VetenskapsrådetFive South Asia related collaborative research projects were selected in the ninth round of the so-called Swedish Research Links (Asian–Swedish research partnership programme) – funded by Sida and the Swedish Research Council.
The Swedish Research Links program offers grants for international collaborative research projects of high scientific quality and of mutual relevance for scientists in Sweden and scientists in selected countries in Asia, the Middle East and North Africa, Africa, Latin America and Europe. Eligible countries in South Asia for the 2012 announcement were: Afghanistan, Bangladesh, Nepal, Pakistan, and Sri Lanka (but not India, Bhutan and Maldives). Full information about the programme.
The decisions for the three-year period 2013-15 were taken in November 2012. Two projects will be carried out with partners in Sri Lanka, and one each with partners in Bangladesh, Nepal and Pakistan.

Anna Godhe, Department of Biological and Environmental Sciences, University of Gothenburg, gets funding for a project on how climate-induced changes in hydrography will affect species of harmful algae, pathogenic bacteria and the inter-relation between those. This will be done by initially isolating relevant species from Sri Lankan coastal water.
Collaboration partner: Darshanee Ruwandeepika, Sabaragamuwa University.

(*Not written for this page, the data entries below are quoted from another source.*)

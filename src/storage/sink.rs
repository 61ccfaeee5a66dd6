//! The writer's view of the store.
//!
//! The [`DbWriter`](crate::scheduler::DbWriter) only sees a [`ResultSink`]
//! obtained from a [`StoreConnector`], so it can be restarted on a fresh
//! connection and tested against an instrumented sink.

use std::path::{Path, PathBuf};

use async_trait::async_trait;

use super::database::{BatchReport, ScanStore, StoreError};
use crate::scheduler::job::JobResult;

/// A connection that accepts result batches.
#[async_trait]
pub trait ResultSink: Send {
    /// Applies a batch in one transaction.
    async fn apply_batch(&mut self, results: &[JobResult]) -> Result<BatchReport, StoreError>;

    /// Flushes durable state and releases the connection.
    async fn close(&mut self) -> Result<(), StoreError>;
}

/// Opens sinks for the writer.
#[async_trait]
pub trait StoreConnector: Send + Sync {
    async fn connect(&self) -> Result<Box<dyn ResultSink>, StoreError>;
}

#[async_trait]
impl ResultSink for ScanStore {
    async fn apply_batch(&mut self, results: &[JobResult]) -> Result<BatchReport, StoreError> {
        ScanStore::apply_batch(self, results).await
    }

    async fn close(&mut self) -> Result<(), StoreError> {
        self.checkpoint_and_close().await
    }
}

/// Connects to a SQLite scan store over a single connection.
#[derive(Debug, Clone)]
pub struct SqliteConnector {
    path: PathBuf,
}

impl SqliteConnector {
    pub fn new(path: impl Into<PathBuf>) -> Self {
        Self { path: path.into() }
    }

    pub fn path(&self) -> &Path {
        &self.path
    }
}

#[async_trait]
impl StoreConnector for SqliteConnector {
    async fn connect(&self) -> Result<Box<dyn ResultSink>, StoreError> {
        let store = ScanStore::open(&self.path, 1).await?;
        store.initialize().await?;
        Ok(Box::new(store))
    }
}

#[cfg(test)]
mod tests {
    use super::*;
    use crate::scheduler::job::{Artifact, Job};
    use std::time::Duration;

    #[tokio::test]
    async fn test_sqlite_connector_sink() {
        let dir = tempfile::tempdir().unwrap();
        let path = dir.path().join("scan.db");

        let seed = ScanStore::open(&path, 1).await.unwrap();
        seed.initialize().await.unwrap();
        seed.precreate(&[Job::new("a")]).await.unwrap();
        seed.checkpoint_and_close().await.unwrap();

        let mut sink = SqliteConnector::new(&path).connect().await.unwrap();
        let result = JobResult::from_artifact(
            Job::new("a"),
            Artifact::new(serde_json::Value::Null),
            0,
            Duration::from_millis(5),
            0,
        );
        let report = sink.apply_batch(&[result]).await.unwrap();
        assert_eq!(report.written, 1);
        sink.close().await.unwrap();

        let store = ScanStore::open(&path, 1).await.unwrap();
        assert_eq!(store.counts().await.unwrap().complete, 1);
    }
}
#[cfg(test)]
mod tests {
    use super::*;
    use crate::scheduler::ErrorClass;

    #[test]
    fn test_default_config_is_valid() {
        let config = ScanConfig::default();
        assert!(config.validate().is_ok());
        assert_eq!(config.max_retries, 2);
        assert_eq!(config.batch_size, 10);
        assert_eq!(config.db_path(), PathBuf::from("parascan_output/parascan.db"));
        assert!(config.requested_workers() >= 2);
    }

    #[test]
    fn test_validation_failures() {
        assert!(ScanConfig::default().with_workers(0).validate().is_err());
        assert!(ScanConfig::default().with_batch_size(0).validate().is_err());
        assert!(ScanConfig::default().with_job_timeout_secs(0).validate().is_err());
        assert!(ScanConfig::default()
            .with_worker_log_level("chatty")
            .validate()
            .is_err());

        let mut config = ScanConfig::default();
        config.memory_limit_percent = 120.0;
        assert!(matches!(
            config.validate(),
            Err(ConfigError::ValidationFailed(_))
        ));
    }

    #[test]
    fn test_yaml_partial_file() {
        let config = ScanConfig::from_yaml_str(
            "workers: 3\nmax_retries: 1\noutput_dir: /tmp/scan\nprepend_https: true\n",
        )
        .unwrap();
        assert_eq!(config.workers, Some(3));
        assert_eq!(config.max_retries, 1);
        assert_eq!(config.output_dir, PathBuf::from("/tmp/scan"));
        assert!(config.prepend_https);
        assert_eq!(config.batch_size, 10);

        assert!(matches!(
            ScanConfig::from_yaml_str("workers: [not a number]"),
            Err(ConfigError::Yaml(_))
        ));
    }

    #[test]
    fn test_yaml_file() {
        let dir = tempfile::tempdir().unwrap();
        let path = dir.path().join("scan.yaml");
        std::fs::write(&path, "batch_size: 25\nworker_log_level: debug\n").unwrap();

        let config = ScanConfig::from_yaml_file(&path).unwrap();
        assert_eq!(config.batch_size, 25);
        assert_eq!(config.worker_level().unwrap(), LevelFilter::DEBUG);
    }

    #[test]
    fn test_pool_config_mapping() {
        let config = ScanConfig::default()
            .with_max_retries(1)
            .with_output_dir("/out")
            .with_profile_root("/profiles")
            .with_batch_size(4)
            .with_stagger(false);

        let pool = config.pool_config(3).unwrap();
        assert_eq!(pool.num_workers, 3);
        assert_eq!(pool.output_dir, PathBuf::from("/out"));
        assert_eq!(pool.profile_root, PathBuf::from("/profiles"));
        assert_eq!(pool.writer.batch_size, 4);
        assert!(!pool.stagger);
        assert_eq!(pool.retry_table.policy(ErrorClass::Timeout).max_retries, 1);
        assert_eq!(pool.session.page_timeout, Duration::from_secs(30));
    }

    #[test]
    fn test_parse_env_helpers() {
        assert_eq!(parse_env_value::<usize>(" 4 ", "K").unwrap(), 4);
        assert!(parse_env_value::<usize>("four", "K").is_err());
        assert!(parse_env_bool("YES", "K").unwrap());
        assert!(!parse_env_bool("off", "K").unwrap());
        assert!(parse_env_bool("maybe", "K").is_err());
    }

    #[test]
    fn test_options_serialize_for_store() {
        let config = ScanConfig::default().with_workers(2);
        let json = serde_json::to_value(&config).unwrap();
        assert_eq!(json["workers"], 2);
        let back: ScanConfig = serde_json::from_value(json).unwrap();
        assert_eq!(back, config);
    }
}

Antonio Barragan, Center for Infectious Medicine (CIM), Karolinska Institutet, gets funding for a project on detection of the water-borne parasite Cryptosporidium in Bangladesh and Sweden. Collaboration partner: Md. Shahiduzzaman, Bangladesh Agricultural University.

Joyanto Routh, Department of Water and Environmental Studies, Tema Institute, Linköping University, gets funding for a project on Monsoon variability and its impact on terrestrial ecosystems in Sri Lanka during the Holocene. Collaboration partner: Rohana Chandrajith, University of Peradeniya.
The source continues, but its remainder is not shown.